873: ◆M0wTTx2gAU[saga]
2025/01/28(火) 19:27:03.22 ID:FbvrrXkA0
蛇に睨まれた蛙とはこの事か。レンの視線を浴びたスライムは身動きがとれない。プルプルとほぼ水分の身体が恐怖で震えた。
「あっ……あ」
ミーニャ「スライム一匹残ってたんだ。ふう……消しとこっか」
アメリア「向かってきたらでいいと思うわぁ。ストラスが倒されたことは分かってるでしょうし逃げていくんじゃないかしら」
シア「どうかな〜。そこまでの知能無いんじゃないかな」
レン「ほれ、どっかいけ」
レンはシッシと手首を扇いでジェスチャーする。そして壁に寄りかかり体力の回復に努めた。彼女達も連戦でギリギリなのだ。
(た、たすかった!でも…………)
レン「……」
アメリア「……」
ミーニャ「ふー……」
シア「痛…………はあ……ふう」
スライムがどうやって見てるのかは分からないが勇者パーティを見る!明らかに満身創痍。死にかけと言ってもいい。妙な色気がスライムの思考に生まれる。
(いまなら…………殺れんじゃね?)
それは破滅の強欲。自分が吹けば飛ぶような存在だと分かっているはずのスライムが血迷おうとしていた。
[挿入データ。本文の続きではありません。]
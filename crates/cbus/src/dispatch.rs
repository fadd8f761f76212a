//! Single-task command dispatch.
//!
//! Clients post [`Envelope`]s on a shared [`CommandChannel`]; the task
//! running [`serve`] owns the [`Registry`] and answers every envelope on
//! the reply slot it carries, in arrival order.

use cbus_icd::{
    BusFamily, Command, CommandRecord, DataType, DeviceConfig, DeviceId, ReplyRecord, StatsReport,
    PAYLOAD_LEN,
};
use embassy_sync::blocking_mutex::raw::RawMutex;
use embassy_sync::channel::{Channel, Receiver, Sender};
use embassy_sync::signal::Signal;
use heapless::String;

use crate::driver::Rejection;
use crate::error::Error;
use crate::pins::PinReservation;
use crate::registry::Registry;
use crate::transceiver::{I2cHost, OneWireHost, SpiHost};

/// Where the dispatcher delivers the reply for one client.
pub type ReplySlot<M> = Signal<M, ReplyRecord>;

/// A command together with the slot its reply goes to.
pub struct Envelope<'r, M: RawMutex> {
    pub record: CommandRecord,
    pub reply: &'r ReplySlot<M>,
}

/// Queue of pending commands, drained in order by [`serve`].
pub type CommandChannel<'r, M, const N: usize> = Channel<M, Envelope<'r, M>, N>;

/// Handle one envelope and signal its reply.
pub fn process<M, P, O, I, S>(registry: &mut Registry<P, O, I, S>, envelope: Envelope<'_, M>)
where
    M: RawMutex,
    P: PinReservation,
    O: OneWireHost,
    I: I2cHost,
    S: SpiHost,
{
    let reply = registry.handle(&envelope.record);
    envelope.reply.signal(reply);
}

/// Dispatcher task body.
pub async fn serve<M, P, O, I, S, const N: usize>(
    registry: &mut Registry<P, O, I, S>,
    inbox: Receiver<'_, M, Envelope<'_, M>, N>,
) -> !
where
    M: RawMutex,
    P: PinReservation,
    O: OneWireHost,
    I: I2cHost,
    S: SpiHost,
{
    info!("bus dispatcher started");
    loop {
        let envelope = inbox.receive().await;
        trace!("dispatching {} tag {}", envelope.record.command, envelope.record.tag);
        process(registry, envelope);
    }
}

/// Request side of the dispatcher for one task.
///
/// Each client owns its reply slot, so it may only have one request in
/// flight.
pub struct Client<'c, 'r, M: RawMutex, const N: usize> {
    outbox: Sender<'c, M, Envelope<'r, M>, N>,
    mailbox: &'r ReplySlot<M>,
    next_tag: u32,
}

impl<'c, 'r, M: RawMutex, const N: usize> Client<'c, 'r, M, N> {
    pub fn new(outbox: Sender<'c, M, Envelope<'r, M>, N>, mailbox: &'r ReplySlot<M>) -> Self {
        Self { outbox, mailbox, next_tag: 1 }
    }

    /// Post `record` and wait for its reply. A zero tag is replaced by a
    /// per-client sequence number; any other tag is sent as given.
    pub async fn call(&mut self, mut record: CommandRecord) -> ReplyRecord {
        if record.tag == 0 {
            record.tag = self.next_tag;
            self.next_tag = self.next_tag.wrapping_add(1).max(1);
        }
        let tag = record.tag;

        self.mailbox.reset();
        self.outbox.send(Envelope { record, reply: self.mailbox }).await;
        let reply = self.mailbox.wait().await;
        if reply.tag != tag {
            warn!("reply tag {} does not match request tag {}", reply.tag, tag);
        }
        reply
    }

    async fn call_with_data(&mut self, record: CommandRecord, data: &[u8]) -> ReplyRecord {
        match record.clone().with_data(data) {
            Ok(record) => self.call(record).await,
            Err(e) => {
                let mut reply = ReplyRecord::to(&record);
                reply.transaction.device_id = DeviceId::NONE;
                reply.status = Err(e);
                reply
            }
        }
    }

    pub async fn attach(&mut self, config: impl Into<DeviceConfig>) -> Result<DeviceId, Rejection> {
        let reply = self.call(CommandRecord::attach(config.into())).await;
        match reply.status {
            Ok(()) => Ok(reply.device_id()),
            Err(error) => Err(Rejection { error, id: reply.device_id() }),
        }
    }

    pub async fn detach(&mut self, family: BusFamily, id: DeviceId) -> Result<(), Error> {
        self.call(CommandRecord::detach(family, id)).await.status
    }

    pub async fn read(
        &mut self,
        family: BusFamily,
        id: DeviceId,
        device_command: u16,
        out_len: u8,
        data_type: DataType,
    ) -> ReplyRecord {
        let record = CommandRecord::new(Command::Read, family, id)
            .with_device_command(device_command)
            .with_read(out_len, data_type);
        self.call(record).await
    }

    pub async fn write(
        &mut self,
        family: BusFamily,
        id: DeviceId,
        device_command: u16,
        data: &[u8],
    ) -> ReplyRecord {
        let record =
            CommandRecord::new(Command::Write, family, id).with_device_command(device_command);
        self.call_with_data(record, data).await
    }

    pub async fn read_write(
        &mut self,
        family: BusFamily,
        id: DeviceId,
        device_command: u16,
        data: &[u8],
        out_len: u8,
    ) -> ReplyRecord {
        let record = CommandRecord::new(Command::ReadWrite, family, id)
            .with_device_command(device_command)
            .with_read(out_len, DataType::Blob);
        self.call_with_data(record, data).await
    }

    /// Enumerate the bus `id` lives on. The count comes back in the reply
    /// id field.
    pub async fn scan(&mut self, family: BusFamily, id: DeviceId) -> ReplyRecord {
        self.call(CommandRecord::new(Command::Scan, family, id)).await
    }

    pub async fn stats(&mut self, family: BusFamily, id: DeviceId) -> Result<StatsReport, Error> {
        let reply = self.call(CommandRecord::new(Command::Stats, family, id)).await;
        reply.status?;
        postcard::from_bytes(reply.data()).map_err(|_| Error::Unknown)
    }

    pub async fn info(
        &mut self,
        family: BusFamily,
        id: DeviceId,
    ) -> Result<String<PAYLOAD_LEN>, Error> {
        let reply = self.call(CommandRecord::new(Command::Info, family, id)).await;
        reply.status?;
        let text = core::str::from_utf8(reply.data()).map_err(|_| Error::Unknown)?;
        let mut description = String::new();
        description.push_str(text).map_err(|_| Error::NoMemory)?;
        Ok(description)
    }
}
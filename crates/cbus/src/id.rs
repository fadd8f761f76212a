//! Device identifier codec.
//!
//! A [`DeviceId`] is opaque to clients but encodes where the device lives.
//! The layout depends on the bus family, LSB first:
//!
//! | family  | fields                                                          |
//! |---------|-----------------------------------------------------------------|
//! | 1-Wire  | data pin:7, tx channel:3, rx channel:3, reserved:3, discriminator:16 |
//! | I2C     | address:10, controller:2, sda pin:7, scl pin:7, reserved:6       |
//! | SPI     | miso:7, mosi:7, sclk:7, cs:7, host:4                             |

use cbus_icd::{BusFamily, DeviceId, RomCode};
use derive_more::From;

/// Decoded identifier.
#[derive(Debug, Clone, Copy, PartialEq, Eq, From)]
#[cfg_attr(feature = "defmt", derive(defmt::Format))]
pub enum Location {
    OneWire(OneWireLocation),
    I2c(I2cLocation),
    Spi(SpiLocation),
}

#[derive(Debug, Clone, Copy, PartialEq, Eq, Default)]
#[cfg_attr(feature = "defmt", derive(defmt::Format))]
pub struct OneWireLocation {
    pub data_pin: u8,
    pub tx_channel: u8,
    pub rx_channel: u8,
    /// [`rom_discriminator`] of the device ROM code.
    pub discriminator: u16,
}

#[derive(Debug, Clone, Copy, PartialEq, Eq, Default)]
#[cfg_attr(feature = "defmt", derive(defmt::Format))]
pub struct I2cLocation {
    pub address: u16,
    pub controller: u8,
    pub sda_pin: u8,
    pub scl_pin: u8,
}

#[derive(Debug, Clone, Copy, PartialEq, Eq, Default)]
#[cfg_attr(feature = "defmt", derive(defmt::Format))]
pub struct SpiLocation {
    pub miso_pin: u8,
    pub mosi_pin: u8,
    pub sclk_pin: u8,
    pub cs_pin: u8,
    pub host: u8,
}

/// Largest 1-Wire tx/rx channel index an identifier can carry.
pub const MAX_CHANNEL: u8 = 7;
/// Largest I2C controller index an identifier can carry.
pub const MAX_CONTROLLER: u8 = 3;

const fn field(raw: u32, shift: u32, bits: u32) -> u32 {
    (raw >> shift) & ((1 << bits) - 1)
}

const fn put(value: u32, shift: u32, bits: u32) -> u32 {
    (value & ((1 << bits) - 1)) << shift
}

impl OneWireLocation {
    pub const fn encode(&self) -> DeviceId {
        DeviceId(
            put(self.data_pin as u32, 0, 7)
                | put(self.tx_channel as u32, 7, 3)
                | put(self.rx_channel as u32, 10, 3)
                | put(self.discriminator as u32, 16, 16),
        )
    }

    pub const fn decode(id: DeviceId) -> Self {
        let raw = id.0;
        Self {
            data_pin: field(raw, 0, 7) as u8,
            tx_channel: field(raw, 7, 3) as u8,
            rx_channel: field(raw, 10, 3) as u8,
            discriminator: field(raw, 16, 16) as u16,
        }
    }
}

impl I2cLocation {
    pub const fn encode(&self) -> DeviceId {
        DeviceId(
            put(self.address as u32, 0, 10)
                | put(self.controller as u32, 10, 2)
                | put(self.sda_pin as u32, 12, 7)
                | put(self.scl_pin as u32, 19, 7),
        )
    }

    pub const fn decode(id: DeviceId) -> Self {
        let raw = id.0;
        Self {
            address: field(raw, 0, 10) as u16,
            controller: field(raw, 10, 2) as u8,
            sda_pin: field(raw, 12, 7) as u8,
            scl_pin: field(raw, 19, 7) as u8,
        }
    }
}

impl SpiLocation {
    pub const fn encode(&self) -> DeviceId {
        DeviceId(
            put(self.miso_pin as u32, 0, 7)
                | put(self.mosi_pin as u32, 7, 7)
                | put(self.sclk_pin as u32, 14, 7)
                | put(self.cs_pin as u32, 21, 7)
                | put(self.host as u32, 28, 4),
        )
    }

    pub const fn decode(id: DeviceId) -> Self {
        let raw = id.0;
        Self {
            miso_pin: field(raw, 0, 7) as u8,
            mosi_pin: field(raw, 7, 7) as u8,
            sclk_pin: field(raw, 14, 7) as u8,
            cs_pin: field(raw, 21, 7) as u8,
            host: field(raw, 28, 4) as u8,
        }
    }
}

impl Location {
    pub const fn family(&self) -> BusFamily {
        match self {
            Location::OneWire(_) => BusFamily::OneWire,
            Location::I2c(_) => BusFamily::I2c,
            Location::Spi(_) => BusFamily::Spi,
        }
    }

    /// Pack into an identifier. Fields wider than their slot are truncated.
    pub const fn encode(&self) -> DeviceId {
        match self {
            Location::OneWire(l) => l.encode(),
            Location::I2c(l) => l.encode(),
            Location::Spi(l) => l.encode(),
        }
    }

    pub const fn decode(family: BusFamily, id: DeviceId) -> Self {
        match family {
            BusFamily::OneWire => Location::OneWire(OneWireLocation::decode(id)),
            BusFamily::I2c => Location::I2c(I2cLocation::decode(id)),
            BusFamily::Spi => Location::Spi(SpiLocation::decode(id)),
        }
    }
}

/// 16-bit discriminator of a ROM code (CRC-16/MCRF4XX byte update).
///
/// Bytes are consumed in external order, family code first.
pub fn rom_discriminator(seed: u16, rom: &RomCode) -> u16 {
    rom.0.iter().fold(seed, |acc, &byte| {
        let acc = acc ^ u16::from(byte);
        let mut low = (acc ^ (acc << 4)) as u8;
        let mut high = low.rotate_left(3);
        low ^= high & 0x07;
        high = (high & 0xF8) ^ (high.rotate_left(1) & 0x0F) ^ (acc >> 8) as u8;
        (u16::from(low) << 8) | u16::from(high)
    })
}

#[cfg(test)]
mod tests {
    use super::*;

    const ROM: RomCode = RomCode::new([0x28, 0x02, 0x01, 0x03, 0x04, 0x05, 0x06, 0x99]);

    #[test]
    fn discriminator_matches_reference_values() {
        assert_eq!(rom_discriminator(0x1D2C, &ROM), 0xB5CD);
        assert_eq!(rom_discriminator(0x0000, &ROM), 0xA3D9);
        assert_eq!(rom_discriminator(0xFFFF, &ROM), 0xDF55);
    }

    #[test]
    fn crafted_roms_collide_under_the_same_seed() {
        let twin = RomCode::new([0x28, 0x02, 0x01, 0x03, 0x04, 0x14, 0x0E, 0x98]);
        assert_ne!(ROM, twin);
        assert_eq!(rom_discriminator(0x1D2C, &ROM), rom_discriminator(0x1D2C, &twin));
    }

    #[test]
    fn onewire_layout() {
        let location = OneWireLocation {
            data_pin: 22,
            tx_channel: 0,
            rx_channel: 0,
            discriminator: 0xB5CD,
        };
        assert_eq!(location.encode(), DeviceId(0xB5CD_0016));

        let with_channels = OneWireLocation { tx_channel: 3, rx_channel: 5, ..location };
        let id = with_channels.encode();
        assert_eq!(id.0 & 0xE000, 0, "reserved bits stay clear");
        assert_eq!(
            Location::decode(BusFamily::OneWire, id),
            Location::OneWire(with_channels)
        );
    }

    #[test]
    fn i2c_layout() {
        let location = I2cLocation {
            address: 0x76,
            controller: 1,
            sda_pin: 18,
            scl_pin: 26,
        };
        let id = location.encode();
        assert_eq!(id.0, 0x76 | 1 << 10 | 18 << 12 | 26 << 19);
        assert_eq!(I2cLocation::decode(id), location);
    }

    #[test]
    fn spi_layout() {
        let location = SpiLocation {
            miso_pin: 12,
            mosi_pin: 13,
            sclk_pin: 14,
            cs_pin: 16,
            host: 1,
        };
        let id = Location::from(location).encode();
        assert_eq!(id.0, 12 | 13 << 7 | 14 << 14 | 16 << 21 | 1 << 28);
        assert_eq!(Location::decode(BusFamily::Spi, id), Location::Spi(location));
        assert_eq!(Location::Spi(location).family(), BusFamily::Spi);
    }
}
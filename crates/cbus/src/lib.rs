#![no_std]
//! Common bus registry and dispatch engine.
//!
//! Multiplexes logical 1-Wire, I2C and SPI devices over a small number of
//! physical controllers and GPIO pins. Physical buses are created lazily
//! when the first device needing them attaches and torn down when the last
//! one detaches. Each attached device gets a deterministic 32-bit
//! identifier that encodes where it lives, and every command is routed
//! through a single [`Registry`] owned by one dispatcher task.

extern crate alloc;

// This mod MUST go first, so that the others see its macros.
mod fmt;

mod config;
mod crc;
mod dispatch;
mod driver;
mod error;
mod id;
mod lease;
mod pins;
mod registry;
mod stats;
mod transceiver;

pub use cbus_icd as icd;
pub use config::CbusConfig;
pub use crc::{crc8_maxim, crc8_smbus};
pub use dispatch::{process, serve, Client, CommandChannel, Envelope, ReplySlot};
pub use driver::i2c::I2cDriver;
pub use driver::onewire::OneWireDriver;
pub use driver::spi::SpiDriver;
pub use driver::{BusDriver, Completion, Rejection, Taken, Transfer};
pub use error::{Error, OpenError, TransceiverError};
pub use id::{rom_discriminator, I2cLocation, Location, OneWireLocation, SpiLocation};
pub use pins::{PinMask, PinPool, PinReservation, GPIO_COUNT};
pub use registry::Registry;
pub use stats::{summary, DESCRIPTION_LEN};
pub use transceiver::*;
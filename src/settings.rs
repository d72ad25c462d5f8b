use anyhow::Result;
use config::{Config, Environment, File};
use serde::Deserialize;
use std::env;

#[derive(Debug, Clone, Deserialize)]
pub struct Settings {
    pub database: DatabaseSettings,
    pub log: LogSettings,
}

#[derive(Debug, Clone, Deserialize)]
pub struct DatabaseSettings {
    /// Path of the `sqlite3` database file.
    pub url: String,
}

#[derive(Debug, Clone, Deserialize)]
pub struct LogSettings {
    /// A `tracing_subscriber::EnvFilter` directive, used when `RUST_LOG` is not set.
    pub filter: String,
}

impl Settings {
    /// Loads the settings from, in increasing priority: built-in defaults, an optional
    /// `config.toml` in the working directory, `ROSTER__SECTION__KEY` environment variables, and
    /// `DATABASE_URL` (which may come from a `.env` file).
    pub fn load() -> Result<Self> {
        dotenvy::dotenv().ok();

        let settings = Config::builder()
            .set_default("database.url", "roster.sqlite3")?
            .set_default("log.filter", "therapy_roster=info")?
            .add_source(File::with_name("config").required(false))
            .add_source(Environment::with_prefix("ROSTER").separator("__"))
            .set_override_option("database.url", env::var("DATABASE_URL").ok())?
            .build()?;

        Ok(settings.try_deserialize()?)
    }
}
(勇者パーティを倒せば魔王軍の幹部になれることを知ってる、もしかしたら最初で最後のチャンスかも)
そしてスライムはギャンブルを仕掛けた。身体をギリギリギリと伸ばし、力を溜めて加速した体当たり。それが彼のできる攻撃技の全てだ。一番近くにいたミーニャに向けてそれを放つ!
「死ね!」
ミーニャ「え?ぶっ!!?」
レン「ごはっ!」
シア「ぎゃっ」
アメリア「きゃん!」
なんとそれは集中が乱れたミーニャの防壁を破り顎に直撃、その後ピンボールの玉のように跳ね回り、勇者パーティ全員の急所に直撃する。
「ごぼぼっ……………………ど、どう、なった……?」
木にぶつかり止まったスライムが恐る恐る勇者パーティを見る。万分の一の賭けに勝った彼の前で、勇者パーティが全員気絶していた。